Confirmatory Factor Analysis confirmed the a priori two-factor structure of RAS-8: goal and success orientation (items 1, 2, 3, 4 and 5) and no domination by symptoms (items 6, 7 and 8) with generally good model fit indices. This finding partially resonates with the original factor analysis of the full RAS scale that includes the two conceptually-distinguishable domains and shows robustness of the factor structure of the RAS even with shorter item numbers [19]. The two-factor structure is also in accordance with our theoretical hypothesis that the RAS-8 covers both disease-oriented recovery (no domination by symptoms) and consumer/person-centered recovery (goal and success orientation).

Concurrent validity of the RAS-8 was demonstrated by its moderate negative correlations with patient symptoms, disability, depression, and anxiety, as well as its moderate positive associations with patient functioning, quality of life and general health. Although previous studies conceptually distinguished between recovery and no psychiatric symptoms or no disability [60, 61], this distinction has now been weakened by increasing evidence showing a negative correlation between recovery and psychiatric symptoms or disability [17, 20, 21], also reflected in the current study. These findings show that symptom management and disability decrease are key components of the recovery process. The negative correlations of RAS-8 with depression and anxiety were consistent with the findings by McNaught et al. [62] showing a correlation coefficient of -0.43 between RAS and psychological distress. What is noteworthy is that RAS-8 shows strongest correlation with patient functioning, which resonates with the idea that functional recovery as measured by GFA is distinct from, but complementary to, personal recovery as measured by RAS [63, 64]. The findings were also in accordance with previous studies showing similar results [20, 21] and further supported the validity of the RAS-8. Also consistent with our expectation, the RAS-8 was positively correlated with quality of life and general health, as measured by the first two items of the WHOQOL-BREF, suggesting that those with better recovery also enjoy higher quality of life and are more satisfied with their general health. These results paralleled previous findings [19, 65] and provided additional support for the concurrent validity of the RAS-8.

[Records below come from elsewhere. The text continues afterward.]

use yew::prelude::*;

use crate::pages::sections::{Community, Download, Features, Footer, Header, Hero};

#[function_component(Landing)]
pub fn landing() -> Html {
    // Scroll to top only on initial mount
    use_effect_with_deps(
        move |_| {
            if let Some(window) = web_sys::window() {
                window.scroll_to_with_x_and_y(0.0, 0.0);
            }
            || ()
        },
        (),
    );

    html! {
        <div class="landing-page">
            <Header />
            <Hero />
            <Features />
            <Community />
            <Download />
            <Footer />
            <style>
                {r#"
                * { box-sizing: border-box; }
                html { scroll-behavior: smooth; }
                body {
                    margin: 0;
                    font-family: -apple-system, BlinkMacSystemFont, "Segoe UI", Roboto, Helvetica, Arial, sans-serif;
                    color: #111827;
                }
                .landing-page {
                    min-height: 100vh;
                    background: linear-gradient(135deg, #faf5ff 0%, #ffffff 50%, #fff7ed 100%);
                }
                .container {
                    max-width: 80rem;
                    margin: 0 auto;
                    padding: 0 1.5rem;
                }
                .gradient-text {
                    background: linear-gradient(90deg, #9333ea, #ea580c);
                    -webkit-background-clip: text;
                    background-clip: text;
                    -webkit-text-fill-color: transparent;
                }
                .badge {
                    display: inline-block;
                    font-size: 0.8rem;
                    padding: 0.25rem 0.75rem;
                    border-radius: 999px;
                    margin-bottom: 1rem;
                }
                .badge--purple { background: #f3e8ff; color: #7e22ce; }
                .badge--orange { background: #ffedd5; color: #c2410c; }
                .lead {
                    font-size: 1.25rem;
                    color: #4b5563;
                }

                .site-header {
                    position: sticky;
                    top: 0;
                    z-index: 50;
                    background: rgba(255, 255, 255, 0.8);
                    backdrop-filter: blur(12px);
                    border-bottom: 1px solid #e5e7eb;
                }
                .site-header__inner {
                    display: flex;
                    justify-content: space-between;
                    align-items: center;
                    height: 4rem;
                }
                .brand {
                    display: flex;
                    align-items: center;
                    gap: 0.5rem;
                }
                .brand__logo {
                    width: 2.5rem;
                    height: 2.5rem;
                    border-radius: 0.75rem;
                    object-fit: cover;
                }
                .brand__name { font-size: 1.5rem; }
                .site-nav {
                    display: flex;
                    gap: 2rem;
                }
                .site-nav a {
                    color: #4b5563;
                    text-decoration: none;
                    transition: color 0.2s;
                }
                .site-nav a:hover { color: #9333ea; }

                .hero { padding: 5rem 0; overflow: hidden; }
                .hero__grid,
                .community__grid {
                    display: grid;
                    grid-template-columns: 1fr 1fr;
                    gap: 3rem;
                    align-items: center;
                }
                .hero__title {
                    font-size: 3.75rem;
                    line-height: 1.1;
                    margin: 0 0 1.5rem;
                }
                .hero__actions { margin: 2rem 0; }
                .outline-button {
                    font-size: 1.1rem;
                    padding: 0.75rem 2rem;
                    border: 2px solid #e9d5ff;
                    border-radius: 10px;
                    background: transparent;
                    cursor: pointer;
                }
                .outline-button:hover { background: #faf5ff; }
                .hero__stats {
                    display: flex;
                    gap: 2rem;
                    color: #6b7280;
                    font-size: 0.875rem;
                }
                .hero__stat {
                    display: flex;
                    align-items: center;
                    gap: 0.5rem;
                }
                .framed-image { position: relative; }
                .framed-image__glow {
                    position: absolute;
                    inset: 0;
                    background: linear-gradient(90deg, #c084fc, #fb923c);
                    border-radius: 1.5rem;
                    filter: blur(64px);
                    opacity: 0.2;
                }
                .framed-image__frame {
                    position: relative;
                    border-radius: 1rem;
                    overflow: hidden;
                    border: 8px solid #ffffff;
                    box-shadow: 0 25px 50px rgba(0, 0, 0, 0.25);
                }
                .framed-image__frame img { width: 100%; height: auto; display: block; }
                .image-fallback {
                    display: flex;
                    align-items: center;
                    justify-content: center;
                    background: #f3f4f6;
                    min-height: 12rem;
                }
                .image-fallback img { width: 88px; height: 88px; }

                .features { padding: 5rem 0; background: #ffffff; }
                .section-heading {
                    text-align: center;
                    margin-bottom: 4rem;
                }
                .section-heading h2 { font-size: 3rem; margin: 0 0 1rem; }
                .feature-grid {
                    display: grid;
                    grid-template-columns: repeat(3, 1fr);
                    gap: 2rem;
                }
                .feature-card {
                    padding: 1.5rem;
                    border: 2px solid #f3f4f6;
                    border-radius: 12px;
                    transition: all 0.3s;
                }
                .feature-card:hover {
                    border-color: #e9d5ff;
                    box-shadow: 0 20px 25px rgba(0, 0, 0, 0.1);
                }
                .feature-card__icon {
                    width: 3.5rem;
                    height: 3.5rem;
                    border-radius: 0.75rem;
                    background: linear-gradient(135deg, #faf5ff, #fff7ed);
                    display: flex;
                    align-items: center;
                    justify-content: center;
                    font-size: 1.75rem;
                    margin-bottom: 1rem;
                    transition: transform 0.3s;
                }
                .feature-card:hover .feature-card__icon { transform: scale(1.1); }
                .feature-card__icon img { width: 2rem; height: 2rem; object-fit: cover; }
                .feature-card h3 { font-size: 1.25rem; margin: 0 0 0.5rem; font-weight: 500; }
                .feature-card p { color: #4b5563; margin: 0; }

                .community {
                    padding: 5rem 0;
                    background: linear-gradient(135deg, #faf5ff, #fff7ed);
                }
                .community__copy h2 { font-size: 3rem; margin: 0 0 1rem; }
                .highlights { display: flex; flex-direction: column; gap: 1rem; }
                .highlight { display: flex; align-items: flex-start; gap: 1rem; }
                .highlight__icon {
                    width: 2.5rem;
                    height: 2.5rem;
                    flex-shrink: 0;
                    border-radius: 0.5rem;
                    background: linear-gradient(135deg, #ea580c, #9333ea);
                    display: flex;
                    align-items: center;
                    justify-content: center;
                }
                .highlight h3 { font-size: 1.125rem; margin: 0 0 0.25rem; font-weight: 500; }
                .highlight p { color: #4b5563; margin: 0; }

                .download {
                    padding: 5rem 0;
                    color: #ffffff;
                    text-align: center;
                    background: linear-gradient(135deg, #9333ea, #ea580c, #9333ea);
                }
                .download__inner { max-width: 56rem; margin: 0 auto; padding: 0 1.5rem; }
                .download__icon {
                    width: 5rem;
                    height: 5rem;
                    margin: 0 auto 2rem;
                    border-radius: 1rem;
                    background: rgba(255, 255, 255, 0.2);
                    display: flex;
                    align-items: center;
                    justify-content: center;
                }
                .download__icon img { width: 2.5rem; height: 2.5rem; object-fit: cover; }
                .download h2 { font-size: 3rem; margin: 0 0 1.5rem; }
                .download__lead { font-size: 1.25rem; color: #f3e8ff; margin-bottom: 2rem; }
                .download__note { margin-top: 2rem; color: #f3e8ff; }
                .cta-button {
                    font-size: 1.1rem;
                    padding: 0.75rem 2rem;
                    border: none;
                    border-radius: 10px;
                    background: #ffffff;
                    color: #9333ea;
                    cursor: pointer;
                }
                .cta-button:hover { background: #faf5ff; }

                .site-footer {
                    background: #111827;
                    color: #9ca3af;
                    padding: 3rem 0;
                }
                .site-footer__grid {
                    display: grid;
                    grid-template-columns: repeat(4, 1fr);
                    gap: 2rem;
                }
                .site-footer__name { font-size: 1.25rem; color: #ffffff; }
                .site-footer__tagline { font-size: 0.875rem; }
                .site-footer h3 { color: #ffffff; font-size: 1rem; font-weight: 500; margin: 0 0 1rem; }
                .site-footer ul { list-style: none; padding: 0; margin: 0; font-size: 0.875rem; }
                .site-footer li { margin-bottom: 0.5rem; }
                .site-footer a { color: inherit; text-decoration: none; transition: color 0.2s; }
                .site-footer a:hover { color: #ffffff; }
                .site-footer__bottom {
                    border-top: 1px solid #1f2937;
                    margin-top: 3rem;
                    padding-top: 2rem;
                    display: flex;
                    justify-content: space-between;
                    align-items: center;
                    font-size: 0.875rem;
                }
                .site-footer__social { display: flex; gap: 1.5rem; }

                @media (max-width: 1024px) {
                    .hero__grid,
                    .community__grid { grid-template-columns: 1fr; }
                    .community__image { order: 2; }
                    .feature-grid { grid-template-columns: repeat(2, 1fr); }
                    .hero__title { font-size: 3rem; }
                }
                @media (max-width: 768px) {
                    .site-nav { display: none; }
                    .feature-grid { grid-template-columns: 1fr; }
                    .site-footer__grid { grid-template-columns: 1fr; }
                    .site-footer__bottom { flex-direction: column; gap: 1rem; }
                    .section-heading h2,
                    .community__copy h2,
                    .download h2 { font-size: 2.25rem; }
                }
                "#}
            </style>
        </div>
    }
}
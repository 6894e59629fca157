/// Default host of the user-registration API.
const DEFAULT_BACKEND_URL: &str = "https://core-backend-znph.onrender.com";

/// Base URL of the registration backend. Set `BEMLIDOS_BACKEND_URL` when
/// building to point a local `trunk serve` at another host.
pub fn get_backend_url() -> &'static str {
    match option_env!("BEMLIDOS_BACKEND_URL") {
        Some(url) if !url.is_empty() => url,
        _ => DEFAULT_BACKEND_URL,
    }
}

pub fn users_endpoint() -> String {
    users_endpoint_for(get_backend_url())
}

fn users_endpoint_for(base: &str) -> String {
    format!("{}/v1/users", base.trim_end_matches('/'))
}

// Toasts
pub const TOAST_DURATION_MS: u32 = 4_000;
pub const MAX_VISIBLE_TOASTS: usize = 3;

#[cfg(test)]
mod tests {
    use super::*;

    #[test]
    fn default_endpoint_is_the_hosted_users_api() {
        assert_eq!(
            users_endpoint_for(DEFAULT_BACKEND_URL),
            "https://core-backend-znph.onrender.com/v1/users"
        );
    }

    #[test]
    fn trailing_slash_on_base_is_dropped() {
        assert_eq!(
            users_endpoint_for("http://localhost:8080/"),
            "http://localhost:8080/v1/users"
        );
    }

    #[test]
    fn users_endpoint_targets_v1_users() {
        assert!(users_endpoint().ends_with("/v1/users"));
        assert!(!users_endpoint().contains("//v1"));
    }
}
use yew::prelude::*;

const PLACEHOLDER_SVG: &str = "data:image/svg+xml;base64,PHN2ZyB3aWR0aD0iODgiIGhlaWdodD0iODgiIHhtbG5zPSJodHRwOi8vd3d3LnczLm9yZy8yMDAwL3N2ZyIgc3Ryb2tlPSIjMDAwIiBzdHJva2UtbGluZWpvaW49InJvdW5kIiBvcGFjaXR5PSIuMyIgZmlsbD0ibm9uZSIgc3Ryb2tlLXdpZHRoPSIzLjciPjxyZWN0IHg9IjE2IiB5PSIxNiIgd2lkdGg9IjU2IiBoZWlnaHQ9IjU2IiByeD0iNiIvPjxwYXRoIGQ9Im0xNiA1OCAxNi0xOCAzMiAzMiIvPjxjaXJjbGUgY3g9IjUzIiBjeT0iMzUiIHI9IjciLz48L3N2Zz4=";

#[derive(Properties, PartialEq)]
pub struct ImageWithFallbackProps {
    pub src: AttrValue,
    pub alt: AttrValue,
    #[prop_or_default]
    pub class: Classes,
}

/// `<img>` that swaps to a neutral placeholder when the source fails to load.
#[function_component(ImageWithFallback)]
pub fn image_with_fallback(props: &ImageWithFallbackProps) -> Html {
    let failed = use_state(|| false);

    let onerror = {
        let failed = failed.clone();
        Callback::from(move |_: Event| failed.set(true))
    };

    if *failed {
        return html! {
            <div class={classes!("image-fallback", props.class.clone())}>
                <img src={PLACEHOLDER_SVG} alt="Erro ao carregar imagem" data-original-url={props.src.clone()} />
            </div>
        };
    }

    html! {
        <img
            src={props.src.clone()}
            alt={props.alt.clone()}
            class={props.class.clone()}
            loading="lazy"
            {onerror}
        />
    }
}
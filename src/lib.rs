//! Blocking HTTP calls over an asynchronous transport.
//!
//! Configure a [`HttpHelper`] through [`RequestConfig`], then issue one of
//! `get`, `delete`, `post` or `update`; each call blocks until the transport
//! answers or the deadline passes and returns its own [`CallOutcome`].

pub mod body;
pub mod config;
pub mod diagnostics;
pub mod error;
pub mod executor;
pub mod fetch;
pub mod output;
pub mod response;
pub mod trust;

pub use body::Payload;
pub use config::{RequestConfig, TextEncoding};
pub use error::{ErrorKind, HttpError};
pub use executor::HttpHelper;
pub use response::{CallOutcome, Response};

Although this study presented strong empirical evidence for the reliability and validity of the RAS-8, some possible limitations should also be considered [66]. First, the generalization of the findings should be done with caution because participants were restricted to adult individuals living with schizophrenia in China. The RAS-8 should be validated by future research in other samples, such as those who are younger, with other diagnoses, and in other countries. Second, the cross-sectional descriptive design makes it more difficult to test sensitivity to change of the RAS-8. Future research should fill in this gap by conducting longitudinal studies to see whether RAS-8 is sufficiently sensitive to reflect changes after interventions and over time. Third, the relatively small sample size used in the test–retest reliability assessment is a limitation to be examined with a larger sample for retest in future research. Fourth, we didn’t include the full 24-item RAS in our analysis and thus cannot assess criterion validity. Future research may consider including the full scale to calculate the correlation between RAS-8 and the full scale. Finally, the present study did not account for other measurement properties of the RAS-8, such as measurement precision, item difficulty, and response category structure [67], which may be tested by other analyses such as Rasch analysis in future validation studies [68].

Conclusions

This study confirmed the internal consistency, test–retest reliability, factorial validity, and concurrent validity of an 8-item RAS short form (RAS-8) among people with schizophrenia in China. The RAS-8 may be useful as a reliable and valid self-report measure of recovery. The validation of RAS-8 enables its usage as an alternative for the full RAS as a rapid assessment tool in busy clinical and research settings.